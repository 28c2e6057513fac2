//! Turns a verified artifact into a staged directory tree ready to be copied
//! over the install directory.
//!
//! Staging never touches the install directory. Everything is written below
//! the session temp directory:
//!
//! ```text
//! <session>/
//! ├── download/<artifact>
//! ├── extracted/…          archive artifacts
//! └── staged/<executable>  binary artifacts
//! ```

use serde::{Deserialize, Serialize};
use std::fs::{self, File};
use std::io::{self, Read};
use std::path::{Component, Path, PathBuf};
use tracing::{debug, info};

use crate::core::{Result, UpdateError};

const ZIP_MAGIC: [u8; 4] = [b'P', b'K', 0x03, 0x04];
const GZIP_MAGIC: [u8; 2] = [0x1f, 0x8b];

/// Top-level names some archivers add beside the real content.
const IGNORED_TOP_LEVEL: &[&str] = &["__MACOSX", "pax_global_header"];

/// How the downloaded artifact becomes a staged tree.
#[derive(Debug, Clone, Copy, Default, PartialEq, Eq, Serialize, Deserialize)]
#[serde(rename_all = "lowercase")]
pub enum StageMode {
    /// Zip and gzip-tar artifacts are extracted, anything else is a binary
    #[default]
    Auto,
    /// The artifact is the executable itself
    Binary,
    /// The artifact is an archive; unreadable archives fail staging
    Archive,
}

/// Expected structure of an archive artifact.
#[derive(Debug, Clone, Copy, Default, PartialEq, Eq, Serialize, Deserialize)]
#[serde(rename_all = "lowercase")]
pub enum ArchiveLayout {
    /// Content sits inside exactly one top-level directory (source zipballs)
    #[default]
    Wrapped,
    /// Content sits at the archive root
    Flat,
}

#[derive(Debug, Clone, Copy, PartialEq, Eq)]
enum ArchiveKind {
    Zip,
    TarGz,
}

/// Stages artifacts according to the configured mode and layout.
#[derive(Debug, Clone, Copy, Default)]
pub struct ArchiveStager {
    mode: StageMode,
    layout: ArchiveLayout,
}

impl ArchiveStager {
    /// Create a stager.
    pub fn new(mode: StageMode, layout: ArchiveLayout) -> Self {
        Self {
            mode,
            layout,
        }
    }

    /// Stage `artifact` below `session_dir` and return the staged root.
    ///
    /// Binary artifacts are copied to `staged/<executable_name>` and marked
    /// executable. Archives are extracted to `extracted/` and the staged root
    /// is chosen by the configured [`ArchiveLayout`].
    ///
    /// # Errors
    ///
    /// - [`UpdateError::ExtractFailed`] for unreadable archives and entries
    ///   that would escape the extraction directory
    /// - [`UpdateError::LayoutNotFound`] when the extracted tree does not
    ///   match the expected layout
    pub async fn stage(
        &self,
        artifact: &Path,
        session_dir: &Path,
        executable_name: &str,
    ) -> Result<PathBuf> {
        let stager = *self;
        let artifact = artifact.to_path_buf();
        let session_dir = session_dir.to_path_buf();
        let executable_name = executable_name.to_string();

        tokio::task::spawn_blocking(move || {
            stager.stage_blocking(&artifact, &session_dir, &executable_name)
        })
        .await
        .map_err(|e| UpdateError::ExtractFailed {
            archive: String::new(),
            reason: format!("staging task failed: {e}"),
        })?
    }

    fn stage_blocking(&self, artifact: &Path, session_dir: &Path, executable_name: &str) -> Result<PathBuf> {
        let detected = detect_archive(artifact)?;
        let kind = match (self.mode, detected) {
            (StageMode::Binary, _) | (StageMode::Auto, None) => {
                return stage_binary(artifact, &session_dir.join("staged"), executable_name);
            }
            (_, Some(kind)) => kind,
            // Let the zip reader report what is wrong with it
            (StageMode::Archive, None) => ArchiveKind::Zip,
        };

        let extracted = session_dir.join("extracted");
        fs::create_dir_all(&extracted).map_err(|_| UpdateError::fs("create extraction directory", &extracted))?;

        info!("Extracting {} ({:?})", artifact.display(), kind);
        match kind {
            ArchiveKind::Zip => extract_zip(artifact, &extracted)?,
            ArchiveKind::TarGz => extract_tar_gz(artifact, &extracted)?,
        }

        let root = select_root(&extracted, self.layout).map_err(|reason| UpdateError::LayoutNotFound {
            archive: artifact.display().to_string(),
            reason,
        })?;
        debug!("Staged root: {}", root.display());
        Ok(root)
    }
}

fn detect_archive(path: &Path) -> Result<Option<ArchiveKind>> {
    let mut file = File::open(path).map_err(|_| UpdateError::fs("open artifact", path))?;
    let mut magic = [0u8; 4];
    let mut filled = 0;
    while filled < magic.len() {
        let read = file.read(&mut magic[filled..])?;
        if read == 0 {
            break;
        }
        filled += read;
    }

    Ok(if filled >= 4 && magic == ZIP_MAGIC {
        Some(ArchiveKind::Zip)
    } else if filled >= 2 && magic[..2] == GZIP_MAGIC {
        Some(ArchiveKind::TarGz)
    } else {
        None
    })
}

fn stage_binary(artifact: &Path, staged: &Path, executable_name: &str) -> Result<PathBuf> {
    let target = staged.join(executable_name);
    let parent = target.parent().unwrap_or(staged);
    fs::create_dir_all(parent).map_err(|_| UpdateError::fs("create staging directory", parent))?;
    fs::copy(artifact, &target).map_err(|_| UpdateError::fs("stage binary", &target))?;

    #[cfg(unix)]
    {
        use std::os::unix::fs::PermissionsExt;
        fs::set_permissions(&target, fs::Permissions::from_mode(0o755))?;
    }

    debug!("Staged binary artifact as {}", target.display());
    Ok(staged.to_path_buf())
}

fn extract_failed(archive: &Path, reason: impl ToString) -> UpdateError {
    UpdateError::ExtractFailed {
        archive: archive.display().to_string(),
        reason: reason.to_string(),
    }
}

fn extract_zip(archive_path: &Path, destination: &Path) -> Result<()> {
    let file = File::open(archive_path).map_err(|_| UpdateError::fs("open artifact", archive_path))?;
    let mut archive = zip::ZipArchive::new(file).map_err(|e| extract_failed(archive_path, e))?;

    for i in 0..archive.len() {
        let mut entry = archive.by_index(i).map_err(|e| extract_failed(archive_path, e))?;
        let Some(relative) = entry.enclosed_name() else {
            return Err(extract_failed(
                archive_path,
                format!("entry '{}' escapes the extraction directory", entry.name()),
            ));
        };
        let outpath = destination.join(relative);

        if entry.is_dir() {
            fs::create_dir_all(&outpath).map_err(|e| extract_failed(archive_path, e))?;
            continue;
        }

        if let Some(parent) = outpath.parent() {
            fs::create_dir_all(parent).map_err(|e| extract_failed(archive_path, e))?;
        }
        let mut outfile = File::create(&outpath).map_err(|e| extract_failed(archive_path, e))?;
        io::copy(&mut entry, &mut outfile).map_err(|e| extract_failed(archive_path, e))?;

        #[cfg(unix)]
        {
            use std::os::unix::fs::PermissionsExt;
            if let Some(mode) = entry.unix_mode() {
                fs::set_permissions(&outpath, fs::Permissions::from_mode(mode))
                    .map_err(|e| extract_failed(archive_path, e))?;
            }
        }
    }

    Ok(())
}

fn extract_tar_gz(archive_path: &Path, destination: &Path) -> Result<()> {
    let file = File::open(archive_path).map_err(|_| UpdateError::fs("open artifact", archive_path))?;
    let mut archive = tar::Archive::new(flate2::read::GzDecoder::new(file));

    for entry in archive.entries().map_err(|e| extract_failed(archive_path, e))? {
        let mut entry = entry.map_err(|e| extract_failed(archive_path, e))?;
        let entry_type = entry.header().entry_type();
        if entry_type.is_pax_global_extensions() || entry_type.is_pax_local_extensions() {
            continue;
        }

        let path = entry.path().map_err(|e| extract_failed(archive_path, e))?.into_owned();
        if path.components().any(|c| matches!(c, Component::ParentDir | Component::RootDir | Component::Prefix(_))) {
            return Err(extract_failed(
                archive_path,
                format!("entry '{}' escapes the extraction directory", path.display()),
            ));
        }

        let unpacked = entry.unpack_in(destination).map_err(|e| extract_failed(archive_path, e))?;
        if !unpacked {
            return Err(extract_failed(
                archive_path,
                format!("entry '{}' escapes the extraction directory", path.display()),
            ));
        }
    }

    Ok(())
}

/// Choose the staged root inside `extracted`; `Err` carries the reason.
fn select_root(extracted: &Path, layout: ArchiveLayout) -> std::result::Result<PathBuf, String> {
    let entries: Vec<PathBuf> = fs::read_dir(extracted)
        .map_err(|e| e.to_string())?
        .filter_map(std::result::Result::ok)
        .filter(|e| !IGNORED_TOP_LEVEL.iter().any(|ignored| e.file_name() == *ignored))
        .map(|e| e.path())
        .collect();

    match layout {
        ArchiveLayout::Flat if entries.is_empty() => Err("archive is empty".to_string()),
        ArchiveLayout::Flat => Ok(extracted.to_path_buf()),
        ArchiveLayout::Wrapped => match entries.as_slice() {
            [single] if single.is_dir() => Ok(single.clone()),
            [single] => Err(format!(
                "expected a single top-level directory, found file '{}'",
                single.file_name().unwrap_or_default().to_string_lossy()
            )),
            [] => Err("archive is empty".to_string()),
            many => Err(format!("expected a single top-level directory, found {} entries", many.len())),
        },
    }
}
_ _ _ _
* _Work required_: Give back, unchanged, the run of lines in the listing above that begins at the line containing "let detected = detect_archive(artifact)?;" and ends at the line containing "(StageMode::Archive, None) =>", both included.

* _Reply to the task_:
        let detected = detect_archive(artifact)?;
        let kind = match (self.mode, detected) {
            (StageMode::Binary, _) | (StageMode::Auto, None) => {
                return stage_binary(artifact, &session_dir.join("staged"), executable_name);
            }
            (_, Some(kind)) => kind,
            // Let the zip reader report what is wrong with it
            (StageMode::Archive, None) => ArchiveKind::Zip,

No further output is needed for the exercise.